Biggest mystery: What was the early environment on Mars like? We have a lot of information to indicate an early wet and warmer environment on Mars. We still don’t know how wet and how warm and how long such conditions lasted. A Mars that was warm and wet for short intervals is very different from one that was warm and wet for many millions or even tens or hundreds of millions of years.
Human landing: No idea.
Kim Stanley Robinson, author of The Mars Trilogy and 2312.
Memorable Moment: One night I went to the Planetary Society’s headquarters in Pasadena, California, for a Ray Bradbury birthday party, and after we celebrated the great Martian, who was charming and inspirational as always, a lot of us drove up to Mt. Wilson, the old observatory in the mountains overlooking Los Angeles. We had to climb stairs to get up to the platform where one looked through the giant eyepiece coming out of the side of the telescope. The astronomers on hand said viewing conditions for Mars were poor, though they were getting great views of Neptune’s moon Triton. But they aimed the beast at Mars for our sakes, and when I looked through the eyepiece, as big as a cereal bowl, and caught sight of Mars, I was stunned to see it filled the whole viewing circle, and was floating there, red with dark patches that, yes, were connected by straight black lines! I had to laugh.

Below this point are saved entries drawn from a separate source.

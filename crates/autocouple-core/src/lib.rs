//! Autocouple Core - implicit joint tracking for assembled structures
//!
//! Segments of an assembly form a tree through official parent/child edges.
//! Attach points that end up touching without being parent and child are
//! joined by *implicit links*: the engine finds them by proximity, marks both
//! points occupied, adds a rigid constraint during simulation, shares the
//! resource group of the two segments, and keeps the link consistent while
//! the assembly splits, merges, docks or loses parts.
//!
//! # Architecture
//!
//! The host scene lives in a `hecs` world:
//! - **Entities**: segments and physical constraints
//! - **Components**: `Segment`, `AttachPoints`, `Capabilities`, devices, bodies
//! - **Systems**: free functions over the world (catalog, matcher, path, ...)
//!
//! On top of that sit the stateful pieces:
//!
//! | Module | Purpose |
//! |--------|---------|
//! | [`scene`] | Host model: tree edits, separation devices, docking, packing |
//! | [`tracker`] | `JointTracker` - one implicit link and its state machine |
//! | [`manager`] | `TrackingManager` - reconciliation for one assembly |
//! | [`engine`] | `CouplingEngine` - event handlers and the deferred step loop |
//! | [`events`] | Link formed/broken events and connectivity requests |
//! | [`ignore`] | Pairs the user separated and that must not re-link |
//! | [`persistence`] | Save/load of per-assembly link data |
//!
//! # Example
//!
//! ```rust,no_run
//! use autocouple_core::prelude::*;
//!
//! let mut scene = Scene::new();
//! let mut engine = CouplingEngine::new(CouplingSettings::default());
//!
//! let root = scene.spawn_segment(SegmentSpec::new("core").stack("top", Vec3::Y, Vec3::Y));
//! let assembly = scene.assembly(root).unwrap();
//! engine.on_assembly_created(&mut scene, assembly);
//!
//! loop {
//!     engine.step(&mut scene);
//!     for event in engine.drain_events() {
//!         println!("{:?}", event);
//!     }
//! }
//! ```

pub mod components;
pub mod systems;
pub mod events;
pub mod ignore;
pub mod scene;
pub mod tracker;
pub mod manager;
pub mod engine;
pub mod persistence;

/// Commonly used types for convenient importing
pub mod prelude {
    pub use crate::components::*;
    pub use crate::engine::CouplingEngine;
    pub use crate::events::{ConnectivityRequest, LinkEvent, LinkEventKind};
    pub use crate::scene::{Scene, SceneError, SegmentSpec};
    pub use crate::tracker::{JointTracker, TrackerState};
    pub use autocouple_logic::settings::CouplingSettings;
}
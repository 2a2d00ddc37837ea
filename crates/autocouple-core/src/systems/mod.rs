//! Systems - logic that reads and updates segment components

mod catalog;
mod constraint;
mod matcher;
mod path;
mod resources;
mod tree;

pub use catalog::*;
pub use constraint::*;
pub use matcher::*;
pub use path::*;
pub use resources::*;
pub use tree::*;
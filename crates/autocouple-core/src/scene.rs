//! Host scene - the segment trees the coupling engine observes
//!
//! `Scene` plays the part of the host simulation: it owns the `hecs` world,
//! hands out assembly ids, and performs the official tree mutations (attach,
//! detach, couple, destroy, separation, docking). Each mutation keeps
//! attach-point occupancy, assembly membership and resource groups
//! consistent. It never touches implicit links; the host is expected to
//! forward the matching notification to the `CouplingEngine` afterwards.

use crate::components::*;
use crate::systems::*;
use autocouple_logic::pairing::PointPose;
use hecs::{Entity, World};
use std::collections::{BTreeSet, HashMap};

/// Errors from invalid host operations
#[derive(Debug, Clone, PartialEq, Eq)]
pub enum SceneError {
    NoSuchSegment(Entity),
    NoSuchPoint(PointRef),
    PointOccupied(PointRef),
    /// The child already has an official parent
    AlreadyAttached(Entity),
    WouldCreateCycle,
    NotAttached(Entity),
    NoSuchDevice { segment: Entity, index: usize },
    NotDockable(Entity),
    NoSuchConstraint(Entity),
}

impl std::fmt::Display for SceneError {
    fn fmt(&self, f: &mut std::fmt::Formatter<'_>) -> std::fmt::Result {
        match self {
            SceneError::NoSuchSegment(e) => write!(f, "no segment {:?}", e),
            SceneError::NoSuchPoint(p) => write!(f, "no attach point {} on {:?}", p.index, p.segment),
            SceneError::PointOccupied(p) => write!(f, "attach point {} on {:?} is occupied", p.index, p.segment),
            SceneError::AlreadyAttached(e) => write!(f, "segment {:?} already has a parent", e),
            SceneError::WouldCreateCycle => write!(f, "attachment would create a cycle"),
            SceneError::NotAttached(e) => write!(f, "segment {:?} has no parent", e),
            SceneError::NoSuchDevice { segment, index } => {
                write!(f, "no separation device {} on {:?}", index, segment)
            }
            SceneError::NotDockable(e) => write!(f, "segment {:?} has no docking interface", e),
            SceneError::NoSuchConstraint(e) => write!(f, "no constraint {:?}", e),
        }
    }
}

impl std::error::Error for SceneError {}

/// Everything needed to spawn one segment
#[derive(Debug, Clone)]
pub struct SegmentSpec {
    pub name: String,
    pub transform: Transform,
    pub points: Vec<AttachPoint>,
    pub capabilities: Capabilities,
    pub devices: Vec<SeparationDevice>,
    pub docking: Option<DockingInterface>,
    pub cargo_bay: Option<CargoBay>,
    pub body: RigidBody,
}

impl SegmentSpec {
    pub fn new(name: impl Into<String>) -> Self {
        Self {
            name: name.into(),
            transform: Transform::default(),
            points: Vec::new(),
            capabilities: Capabilities::new(),
            devices: Vec::new(),
            docking: None,
            cargo_bay: None,
            body: RigidBody::default(),
        }
    }

    pub fn at(mut self, x: f32, y: f32, z: f32) -> Self {
        self.transform.pose.position = Vec3::new(x, y, z);
        self
    }

    pub fn rotated(mut self, rotation: Quat) -> Self {
        self.transform.pose.rotation = rotation;
        self
    }

    pub fn point(mut self, point: AttachPoint) -> Self {
        self.points.push(point);
        self
    }

    /// Stack point at `offset` facing `normal`
    pub fn stack(self, id: &str, offset: Vec3, normal: Vec3) -> Self {
        self.point(AttachPoint::stack(id, offset, normal))
    }

    pub fn capability(mut self, capability: Capability) -> Self {
        self.capabilities.insert(capability);
        self
    }

    pub fn device(mut self, device: SeparationDevice) -> Self {
        self.devices.push(device);
        self.capability(Capability::SeparationDevice)
    }

    /// Docking interface whose reference is point `index`
    pub fn docking(mut self, index: usize) -> Self {
        self.docking = Some(DockingInterface::new(index));
        self.capability(Capability::DockingInterface)
    }

    pub fn cargo_bay(mut self, bay: CargoBay) -> Self {
        self.cargo_bay = Some(bay);
        self.capability(Capability::CargoBay)
    }

    pub fn body(mut self, body: RigidBody) -> Self {
        self.body = body;
        self
    }
}

/// Result of a constraint breaking under load
#[derive(Debug, Clone, Copy, PartialEq)]
pub struct BrokenConstraint {
    pub connected: Entity,
    pub owner: Entity,
    /// New assembly when the constraint was an official edge
    pub split: Option<AssemblyId>,
}

/// The host world of segments and assemblies
pub struct Scene {
    /// ECS world containing segments and constraints
    pub world: World,
    /// Physics runs in this scene (false for a construction scene)
    simulated: bool,
    next_assembly: u32,
    packed: BTreeSet<AssemblyId>,
}

impl Default for Scene {
    fn default() -> Self {
        Self::new()
    }
}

Biggest surprise: I remain surprised at how big Olympus Mons is, like a round Colorado some 21 kilometers [13 miles] higher than the surrounding terrain. The whole volcano has a circular escarpment, a cliff some 10 kilometers high all the way around it. I set my climbing story “Green Mars” on one point of this cliff, and I am still curious to know what the explanation for that escarpment is.
Human landing: My guess is we’ll have humans there in 2031.
Candice Hansen-Koharcheck, Planetary Science Institute, Tucson, Arizona. Deputy principal investigator for the HiRISE camera on the Mars Reconnaissance Orbiter.
Memorable moment: Looking at images of the south polar region of Mars, taken just as the sun was rising at latitudes equivalent to the Antarctic circle on Earth, when we were trying to find a safe landing site for Mars Polar Lander. [The spacecraft, designed to study the soil and climate near the south pole, crashed into the surface of Mars in 1999.] The pictures showed an ice-covered surface with unearthly terrain, with unexpected spidery channels and cracks—not a safe, smooth spot to set down a small lander.
Biggest mystery: The way that Mars’ seasonal dry ice polar caps re-work and erode the surface today. With the HiRISE camera on the orbiter, we have been able to study the spring evaporation of the planet’s seasonal dry ice polar caps. [MRO, launched in August 2005, is searching for evidence that water flowed on the surface of Mars for a long time.] We think that gas trapped below the ice causes the ice to break and allow jets to erupt, but we really don’t know for sure. We have a lot of circumstantial evidence, but no plumes have actually been detected. What we do know is that spring on Mars is an active process reshaping the surface at high latitudes in today’s climate.
Human landing: Before the end of this century. I hope they are able to go to the polar regions and see the spring jets.